A velha passa por ela sempre olhando o chão e murmura um "bô tarde stora" como se estivesse a pedir desculpa por estar ali sem ser convidada.
Helena acompanha-a com o olhar até ao portão e então sente que está só no cemitério. Levanta-se e encaminha-se para a sepultura de granito negro. Agora vê bem a foto com excesso de magenta, olhando para ela de frente e o livro com o crachá. "Eterna audade dos companheiros de Mueda."
Quando o pai morreu Helena sentiu alívio. Mais do que uma vez reparou que a mãe remoçara como se tivesse vivido muito tempo na sombra e de repente tivesse ficado iluminada.
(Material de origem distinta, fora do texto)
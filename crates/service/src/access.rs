//! Role policy: one table mapping `(role, permission)` to allowed or denied.

use models::user::Role;
use serde::{Deserialize, Serialize};
use uuid::Uuid;

use crate::errors::ServiceError;

#[derive(Clone, Copy, Debug, PartialEq, Eq, Hash)]
pub enum Permission {
    ManageRoles,
    ManageGamification,
    ManageContent,
    ManageCategories,
    ManageFormations,
    HandleComplaints,
    ModerateServices,
    ModerateComments,
    BlockUsers,
    DeleteAnyService,
    OfferServices,
}

impl Permission {
    pub const ALL: [Permission; 11] = [
        Permission::ManageRoles,
        Permission::ManageGamification,
        Permission::ManageContent,
        Permission::ManageCategories,
        Permission::ManageFormations,
        Permission::HandleComplaints,
        Permission::ModerateServices,
        Permission::ModerateComments,
        Permission::BlockUsers,
        Permission::DeleteAnyService,
        Permission::OfferServices,
    ];
}

pub fn allows(role: Role, permission: Permission) -> bool {
    use Permission::*;
    match permission {
        ManageRoles | ManageGamification | ManageContent | DeleteAnyService => role == Role::Administrador,
        ManageCategories | ManageFormations | HandleComplaints | ModerateServices | ModerateComments | BlockUsers => {
            matches!(role, Role::Administrador | Role::Moderador)
        }
        OfferServices => role == Role::Prestador,
    }
}

/// The authenticated caller as resolved from the token.
#[derive(Clone, Copy, Debug, PartialEq, Eq, Serialize, Deserialize)]
pub struct Actor {
    pub user_id: Uuid,
    pub role: Role,
}

impl Actor {
    pub fn new(user_id: Uuid, role: Role) -> Self { Self { user_id, role } }

    pub fn can(&self, permission: Permission) -> bool { allows(self.role, permission) }

    pub fn require(&self, permission: Permission) -> Result<(), ServiceError> {
        if self.can(permission) {
            Ok(())
        } else {
            Err(ServiceError::Forbidden(format!("{:?} requires {:?}", self.role, permission)))
        }
    }

    /// Owner of the resource, or a holder of `permission`.
    pub fn require_owner_or(&self, owner_id: Uuid, permission: Permission) -> Result<(), ServiceError> {
        if self.user_id == owner_id { Ok(()) } else { self.require(permission) }
    }
}

#[cfg(test)]
mod tests {
    use super::*;

    const ROLES: [Role; 4] = [Role::Administrador, Role::Moderador, Role::Prestador, Role::Cliente];

    #[test]
    fn administrator_only_permissions() {
        for p in [Permission::ManageRoles, Permission::ManageGamification, Permission::ManageContent, Permission::DeleteAnyService] {
            assert!(allows(Role::Administrador, p));
            for r in [Role::Moderador, Role::Prestador, Role::Cliente] {
                assert!(!allows(r, p), "{r:?} must not hold {p:?}");
            }
        }
    }

    #[test]
    fn moderation_permissions() {
        for p in [
            Permission::ManageCategories,
            Permission::ManageFormations,
            Permission::HandleComplaints,
            Permission::ModerateServices,
            Permission::ModerateComments,
            Permission::BlockUsers,
        ] {
            assert!(allows(Role::Administrador, p));
            assert!(allows(Role::Moderador, p));
            assert!(!allows(Role::Prestador, p));
            assert!(!allows(Role::Cliente, p));
        }
    }

    #[test]
    fn only_providers_offer_services() {
        let holders: Vec<Role> = ROLES.into_iter().filter(|r| allows(*r, Permission::OfferServices)).collect();
        assert_eq!(holders, vec![Role::Prestador]);
    }

    #[test]
    fn clients_hold_nothing() {
        assert!(Permission::ALL.iter().all(|p| !allows(Role::Cliente, *p)));
    }

    #[test]
    fn owner_bypasses_permission() {
        let me = Actor::new(Uuid::new_v4(), Role::Cliente);
        assert!(me.require_owner_or(me.user_id, Permission::ModerateComments).is_ok());
        let err = me.require_owner_or(Uuid::new_v4(), Permission::ModerateComments).unwrap_err();
        assert!(matches!(err, ServiceError::Forbidden(_)));
        let moderator = Actor::new(Uuid::new_v4(), Role::Moderador);
        assert!(moderator.require_owner_or(me.user_id, Permission::ModerateComments).is_ok());
    }
}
E as amigas da mãe, que em vez dos pêsames lhe diziam "Acabou-se a tua penitência".
Se não tivesse sido a isenção de propinas por ser filha de um deficiente militar, Helena dificilmente teria conseguido licenciar-se e a sua gratidão de filha resumira-se a essa constatação, até decidir transformar a campa rasa do pai naquele belo túmulo de granito negro.
A foto com magenta a mais olha-a com aquele sorriso dorido e Helena sente uma enorme pena de não ter sofrido uma única vez com a morte do pai. Queria ter chorado, queria ter passado noites em claro com saudades dele, mas a verdade é que Helena já era órfã antes do pai morrer. Um dia ouviu a mãe dizer entre dentes "Estou casada com um cadáver".
Aquela foi a única foto recente do pai que Helena encontrara. Havia só aquele álbum que ele folheava com desvelo, repleto de fotos da guerra em África. Como era possível que o pai sentisse saudades de um tempo de horrores que lhe roubara tudo? Que procurava ele naquele álbum em que aparecia sempre com um sorriso num rosto de criança? Talvez o rosto de criança, talvez o sorriso. Depois as fotos rareavam e o sorriso nunca mais aparecia. Que terá acontecido para o seu pai se ter transformado naquele homem apagado e taciturno que parecia consumir toda a luz à sua volta, até que um dia se consumiu a si próprio totalmente, não tendo ficado nada a não ser a depressão no sofá onde ele se costumava sentar.